Trudno zatem zgodzić się z wnioskiem, iż liczby publikacji i cytowań nie ukazują "wartości naukowe publikacji". Ktoś, kto publikował w periodykach z tzw. "listy filadelfijskiej", gdzie prace poddane są wnikliwej ocenie i selekcji, doskonale zna ten skok jakościowy. W najbardziej prestiżowych czasopismach ("Nature", "Science") akceptuje się zaledwie 10 % nadsyłanych tekstów. Na własnej skórze przekonałem się, że w amerykańskim periodyku, przodującym w mojej dyscyplinie ("Geology"), do negatywnej decyzji redaktora wystarczyło, że jedna z dwóch recenzji nie była dostatecznie entuzjastyczna. To nie przypadek, że autorzy najbardziej znanych prac UŚ ("GU" nr 4/99) należą do tych często goszczących w poważnych wydawnictwach zagranicznych (nota bene, dotyczy to też całych dyscyplin). Uniwersalne aspekty listy filadelfijskiej omówił szerzej prof. A. K. Wróblewski w "Sprawach Nauki" (nr 9/1998), a w "GU" (nr 8/1998) prof. J. Wódz podobnie uświadamiał profesorów nadzwyczajnych UŚ, proponując zbudowanie systemu zachęt do odpowiedniego publikowania. W tym kontekście, morderczy dogmat rządowej polityki naukowej "Publikuj w klasowych periodykach i wydawnictwach albo zgiń" może(? ) i nie zawsze jest słuszny, ale reguła przeciwna ("Nie publikuj i trwaj") z pewnością zawsze jest błędna.
Co do nagród Nobla, to należy szukać korelacji ich liczby z zakresem powołań, a nie porównywać zbiory publikacji z różnych krajów. Prawdziwym sprawdzianem wartości na rynku nauki jest bowiem dopiero "kupienie" - twórcze wykorzystanie - wyników przez innych. W skali państw przestawia to stosunek przeciętnej cytowań jednej publikacji z danego kraju do jednej publikacji na świecie, tzw. wskaźnik względnego wpływu (relative impact); w 1994 r. dla USA wynosił on 1, 42, Wielkiej Brytanii - 1, 31, Polski - 0, 69, Rosji - 0, 42, a dla Białorusi - 0, 15 (wg publikacji KBN; J. Kozłowski, J. Kopka 1995).

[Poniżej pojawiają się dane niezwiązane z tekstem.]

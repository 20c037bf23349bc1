//! Catálogo de cursos por periodo (year, term).
//!
//! Submódulos:
//! - `io`: descubrimiento y decodificación de los datasets JSON
//! - `snapshot`: `CatalogSnapshot` inmutable con sus índices
//! - `store`: `CatalogStore` con recarga atómica

pub mod io;
mod snapshot;
mod store;

pub use snapshot::{CatalogSnapshot, SnapshotKey, SnapshotSummary};
pub use store::{CatalogStore, load_snapshots};
use std::fs;
use std::path::{Path, PathBuf};

use serde::Deserialize;
use tracing::warn;

use crate::catalog::SnapshotKey;
use crate::error::{CatalogError, Result};
use crate::models::CourseRecord;

/// Sufijo de los datasets ya limpios que produce el scraper.
pub const DATASET_SUFFIX: &str = "_final.json";

/// Extrae (year, term) del nombre de fichero. Se toman el antepenúltimo y
/// el penúltimo segmento separados por `_`:
/// `UF_Feb-21-2025_25_fall_final.json` -> ("25", "fall").
pub fn parse_year_term(file_name: &str) -> Result<SnapshotKey> {
    let parts: Vec<&str> = file_name.split('_').collect();
    if parts.len() < 3 {
        return Err(CatalogError::FileName(file_name.to_string()));
    }
    let year = parts[parts.len() - 3].trim();
    let term = parts[parts.len() - 2].trim();
    if year.is_empty() || term.is_empty() {
        return Err(CatalogError::FileName(file_name.to_string()));
    }
    Ok(SnapshotKey::new(year, term))
}

/// Lista los datasets `*_final.json` del directorio, ordenados por nombre.
/// Ficheros ocultos o temporales se ignoran.
pub fn list_dataset_files(dir: &Path) -> Result<Vec<PathBuf>> {
    let read = fs::read_dir(dir).map_err(|source| CatalogError::Io {
        path: dir.to_path_buf(),
        source,
    })?;

    let mut files: Vec<PathBuf> = Vec::new();
    for entry in read.flatten() {
        let p = entry.path();
        if !p.is_file() {
            continue;
        }
        let Some(name) = p.file_name().and_then(|s| s.to_str()) else {
            continue;
        };
        if name.starts_with('.') || name.starts_with('~') {
            continue;
        }
        if name.ends_with(DATASET_SUFFIX) {
            files.push(p);
        }
    }
    files.sort();
    Ok(files)
}

// El scraper guarda páginas `{"COURSES": [...], ...}`; los datasets limpios
// son directamente la lista de cursos. Se aceptan ambos.
#[derive(Deserialize)]
#[serde(untagged)]
enum DatasetItem {
    Page {
        #[serde(rename = "COURSES")]
        courses: Vec<CourseRecord>,
    },
    Course(CourseRecord),
}

/// Decodifica un dataset en memoria, aplanando páginas si las hay.
pub fn parse_dataset(bytes: &[u8]) -> std::result::Result<Vec<CourseRecord>, serde_json::Error> {
    let items: Vec<DatasetItem> = serde_json::from_slice(bytes)?;
    let mut out = Vec::with_capacity(items.len());
    for item in items {
        match item {
            DatasetItem::Page { courses } => out.extend(courses),
            DatasetItem::Course(c) => out.push(c),
        }
    }
    Ok(out)
}

/// Lee y decodifica un fichero de dataset. Cualquier fallo es un error: no se
/// sirve nunca un catálogo parcial.
pub fn read_dataset(path: &Path) -> Result<Vec<CourseRecord>> {
    let bytes = fs::read(path).map_err(|source| CatalogError::Io {
        path: path.to_path_buf(),
        source,
    })?;
    let courses = parse_dataset(&bytes).map_err(|source| CatalogError::Parse {
        path: path.to_path_buf(),
        source,
    })?;
    if courses.is_empty() {
        warn!(path = %path.display(), "dataset contains no courses");
    }
    Ok(courses)
}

Reasumując, u progu XXI wieku bibliometria staje się merytoryczną podstawą naukometrii, a w praktyce nierzadko już jest jej synonimem - takie podejście przejawia się w opracowaniach KBN (por. też B. Stefaniak, "Nauka i Szkolnictwo Wyższe" nr 3/1994). Definitywnie świadczą o tym ostatnie roczniki "Scientometrics", w których 80% prac bazuje na bibliometrii właśnie. Nie oznacza to wcale, że nie należy prowadzić wszechstronnych, socjograficznych studiów wartości nauki i uczonych. Jeśli tylko zostanie przedstawiony projekt tego typu badań przez Instytut Biblotekoznawstwa i Informacji Naukowej, z pewnością każdy zespół rektorski UŚ zechce wesprzeć go finansowo.